* What is required
As the answer, give every line of the records that includes the word "LinearWarmupDecay".

* Records for this exercise
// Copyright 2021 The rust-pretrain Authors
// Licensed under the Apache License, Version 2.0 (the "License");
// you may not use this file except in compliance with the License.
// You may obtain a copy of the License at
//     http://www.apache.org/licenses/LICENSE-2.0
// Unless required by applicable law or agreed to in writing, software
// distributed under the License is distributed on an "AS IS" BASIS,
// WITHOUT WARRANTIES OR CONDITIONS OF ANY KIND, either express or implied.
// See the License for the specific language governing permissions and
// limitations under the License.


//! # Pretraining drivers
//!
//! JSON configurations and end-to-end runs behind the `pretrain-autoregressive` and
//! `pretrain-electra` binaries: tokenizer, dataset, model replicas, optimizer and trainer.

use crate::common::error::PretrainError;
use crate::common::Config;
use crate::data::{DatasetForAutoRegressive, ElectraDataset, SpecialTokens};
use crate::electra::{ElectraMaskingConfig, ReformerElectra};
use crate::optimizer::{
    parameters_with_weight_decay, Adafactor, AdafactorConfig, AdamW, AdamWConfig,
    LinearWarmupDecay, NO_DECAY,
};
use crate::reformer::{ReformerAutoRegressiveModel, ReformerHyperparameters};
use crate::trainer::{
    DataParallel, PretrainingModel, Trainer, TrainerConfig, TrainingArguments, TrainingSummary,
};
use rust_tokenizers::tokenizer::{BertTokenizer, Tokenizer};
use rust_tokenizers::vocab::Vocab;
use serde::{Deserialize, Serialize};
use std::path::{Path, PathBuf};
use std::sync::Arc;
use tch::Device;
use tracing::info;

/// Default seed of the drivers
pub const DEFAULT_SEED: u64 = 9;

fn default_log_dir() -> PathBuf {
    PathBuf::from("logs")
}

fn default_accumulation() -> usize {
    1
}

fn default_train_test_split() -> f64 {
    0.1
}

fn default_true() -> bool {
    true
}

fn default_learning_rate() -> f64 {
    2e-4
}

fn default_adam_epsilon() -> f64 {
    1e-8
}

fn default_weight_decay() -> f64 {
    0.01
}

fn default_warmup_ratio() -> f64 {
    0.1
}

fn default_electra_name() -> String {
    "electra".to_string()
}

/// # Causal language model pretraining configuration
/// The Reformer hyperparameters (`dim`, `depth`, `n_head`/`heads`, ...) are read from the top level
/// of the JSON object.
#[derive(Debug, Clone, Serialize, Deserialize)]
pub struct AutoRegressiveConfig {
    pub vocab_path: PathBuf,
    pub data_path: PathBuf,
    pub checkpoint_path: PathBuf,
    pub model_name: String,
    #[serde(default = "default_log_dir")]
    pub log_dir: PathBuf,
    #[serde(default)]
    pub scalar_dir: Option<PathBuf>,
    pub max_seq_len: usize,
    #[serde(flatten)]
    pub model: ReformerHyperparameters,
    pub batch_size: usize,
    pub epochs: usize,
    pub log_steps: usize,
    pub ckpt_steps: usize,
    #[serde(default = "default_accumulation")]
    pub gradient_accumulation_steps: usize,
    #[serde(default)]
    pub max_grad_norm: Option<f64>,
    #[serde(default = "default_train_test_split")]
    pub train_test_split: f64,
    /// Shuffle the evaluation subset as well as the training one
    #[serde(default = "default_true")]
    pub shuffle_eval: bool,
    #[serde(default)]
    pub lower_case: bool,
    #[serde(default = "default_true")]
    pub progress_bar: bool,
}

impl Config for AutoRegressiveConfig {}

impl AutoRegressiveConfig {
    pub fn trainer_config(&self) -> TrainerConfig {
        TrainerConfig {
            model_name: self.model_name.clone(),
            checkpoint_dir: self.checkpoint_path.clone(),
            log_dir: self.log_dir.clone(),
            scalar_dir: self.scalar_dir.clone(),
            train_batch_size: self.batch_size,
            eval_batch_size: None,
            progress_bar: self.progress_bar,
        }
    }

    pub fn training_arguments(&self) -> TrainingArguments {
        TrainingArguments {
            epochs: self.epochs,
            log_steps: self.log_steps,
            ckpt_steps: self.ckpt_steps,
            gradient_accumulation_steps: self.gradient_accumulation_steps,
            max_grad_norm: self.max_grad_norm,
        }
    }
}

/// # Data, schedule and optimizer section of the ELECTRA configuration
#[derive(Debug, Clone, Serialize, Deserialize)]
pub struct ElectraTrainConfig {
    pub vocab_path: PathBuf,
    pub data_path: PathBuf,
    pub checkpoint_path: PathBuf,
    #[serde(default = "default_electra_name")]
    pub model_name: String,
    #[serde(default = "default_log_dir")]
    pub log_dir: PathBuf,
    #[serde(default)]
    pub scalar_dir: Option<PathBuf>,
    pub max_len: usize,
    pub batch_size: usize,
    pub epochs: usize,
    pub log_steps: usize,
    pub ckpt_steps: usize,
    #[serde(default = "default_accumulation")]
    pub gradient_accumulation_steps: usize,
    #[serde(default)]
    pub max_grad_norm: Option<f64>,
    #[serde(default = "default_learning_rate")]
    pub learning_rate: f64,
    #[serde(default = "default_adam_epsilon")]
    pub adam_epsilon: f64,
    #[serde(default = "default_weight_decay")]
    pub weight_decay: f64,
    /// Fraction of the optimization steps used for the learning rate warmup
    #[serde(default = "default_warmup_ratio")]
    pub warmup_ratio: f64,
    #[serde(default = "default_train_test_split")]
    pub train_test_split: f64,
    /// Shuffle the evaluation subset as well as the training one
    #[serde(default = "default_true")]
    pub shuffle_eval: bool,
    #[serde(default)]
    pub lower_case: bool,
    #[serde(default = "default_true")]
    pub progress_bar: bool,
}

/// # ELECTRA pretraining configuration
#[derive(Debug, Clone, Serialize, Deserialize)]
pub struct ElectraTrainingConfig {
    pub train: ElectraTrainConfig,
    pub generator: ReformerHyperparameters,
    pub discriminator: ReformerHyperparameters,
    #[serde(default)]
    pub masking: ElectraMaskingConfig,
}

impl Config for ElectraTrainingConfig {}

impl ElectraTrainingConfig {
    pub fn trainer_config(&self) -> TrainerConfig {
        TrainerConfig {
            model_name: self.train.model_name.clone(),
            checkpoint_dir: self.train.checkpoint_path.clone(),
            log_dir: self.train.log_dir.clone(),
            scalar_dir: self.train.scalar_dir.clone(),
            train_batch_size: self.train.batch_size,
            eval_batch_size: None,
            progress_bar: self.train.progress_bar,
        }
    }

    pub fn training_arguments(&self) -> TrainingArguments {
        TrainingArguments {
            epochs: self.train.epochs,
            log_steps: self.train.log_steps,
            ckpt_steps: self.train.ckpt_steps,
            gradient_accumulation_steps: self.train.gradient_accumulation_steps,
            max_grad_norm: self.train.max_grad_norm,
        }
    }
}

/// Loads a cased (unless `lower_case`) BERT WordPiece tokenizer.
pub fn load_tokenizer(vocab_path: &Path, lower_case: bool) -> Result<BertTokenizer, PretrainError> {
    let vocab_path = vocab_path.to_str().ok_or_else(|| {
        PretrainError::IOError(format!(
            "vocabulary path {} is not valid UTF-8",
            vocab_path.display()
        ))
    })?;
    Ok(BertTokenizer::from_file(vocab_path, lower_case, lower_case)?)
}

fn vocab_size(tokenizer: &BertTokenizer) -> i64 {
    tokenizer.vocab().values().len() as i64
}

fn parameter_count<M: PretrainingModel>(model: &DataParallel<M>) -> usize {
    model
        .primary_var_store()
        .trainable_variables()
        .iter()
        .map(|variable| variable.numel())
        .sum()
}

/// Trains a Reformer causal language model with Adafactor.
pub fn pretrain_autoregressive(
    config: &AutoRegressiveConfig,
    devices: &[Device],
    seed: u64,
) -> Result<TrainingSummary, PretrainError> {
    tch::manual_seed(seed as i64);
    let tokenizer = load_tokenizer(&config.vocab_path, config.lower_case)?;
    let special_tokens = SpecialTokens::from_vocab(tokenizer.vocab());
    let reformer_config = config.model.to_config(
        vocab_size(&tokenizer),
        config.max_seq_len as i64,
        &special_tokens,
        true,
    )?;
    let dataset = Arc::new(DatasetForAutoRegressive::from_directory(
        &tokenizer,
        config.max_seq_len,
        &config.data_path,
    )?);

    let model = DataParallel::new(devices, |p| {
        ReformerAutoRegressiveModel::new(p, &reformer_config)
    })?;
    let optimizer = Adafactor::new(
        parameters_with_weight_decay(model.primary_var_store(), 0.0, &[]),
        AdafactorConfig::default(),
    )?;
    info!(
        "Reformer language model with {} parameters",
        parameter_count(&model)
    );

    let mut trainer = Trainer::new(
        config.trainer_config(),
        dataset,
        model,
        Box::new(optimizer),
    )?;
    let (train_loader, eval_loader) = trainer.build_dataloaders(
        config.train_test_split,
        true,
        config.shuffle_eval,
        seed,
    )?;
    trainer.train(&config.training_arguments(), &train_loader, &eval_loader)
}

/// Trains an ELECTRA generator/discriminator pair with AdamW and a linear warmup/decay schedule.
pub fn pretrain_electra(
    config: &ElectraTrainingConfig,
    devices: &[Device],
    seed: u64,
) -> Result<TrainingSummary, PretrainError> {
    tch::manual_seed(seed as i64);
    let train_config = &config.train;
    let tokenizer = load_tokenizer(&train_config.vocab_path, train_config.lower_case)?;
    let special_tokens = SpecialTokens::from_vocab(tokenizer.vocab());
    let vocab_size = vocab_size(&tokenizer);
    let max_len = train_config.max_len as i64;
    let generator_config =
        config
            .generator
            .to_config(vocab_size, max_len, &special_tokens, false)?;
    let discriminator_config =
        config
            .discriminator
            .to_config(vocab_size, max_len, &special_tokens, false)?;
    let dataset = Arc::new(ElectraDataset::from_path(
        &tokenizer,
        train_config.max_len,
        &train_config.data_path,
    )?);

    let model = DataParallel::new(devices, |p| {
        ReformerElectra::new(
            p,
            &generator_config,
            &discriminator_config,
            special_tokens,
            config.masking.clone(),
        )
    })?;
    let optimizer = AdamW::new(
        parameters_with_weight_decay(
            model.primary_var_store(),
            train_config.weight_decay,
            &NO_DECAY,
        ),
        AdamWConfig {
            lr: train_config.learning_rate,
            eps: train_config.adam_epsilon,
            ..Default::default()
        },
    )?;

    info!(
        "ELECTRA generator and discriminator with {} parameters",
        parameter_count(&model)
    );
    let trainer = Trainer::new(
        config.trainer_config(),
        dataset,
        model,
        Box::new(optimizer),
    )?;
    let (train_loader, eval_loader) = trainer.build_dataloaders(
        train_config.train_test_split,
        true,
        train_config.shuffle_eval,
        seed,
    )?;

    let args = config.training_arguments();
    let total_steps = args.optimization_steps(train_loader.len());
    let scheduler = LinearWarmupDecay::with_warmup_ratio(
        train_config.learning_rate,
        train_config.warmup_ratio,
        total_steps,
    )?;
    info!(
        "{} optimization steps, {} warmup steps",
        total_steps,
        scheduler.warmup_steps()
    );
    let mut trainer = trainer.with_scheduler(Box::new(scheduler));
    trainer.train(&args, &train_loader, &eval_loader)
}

* Solved exercise
    LinearWarmupDecay, NO_DECAY,
    let scheduler = LinearWarmupDecay::with_warmup_ratio(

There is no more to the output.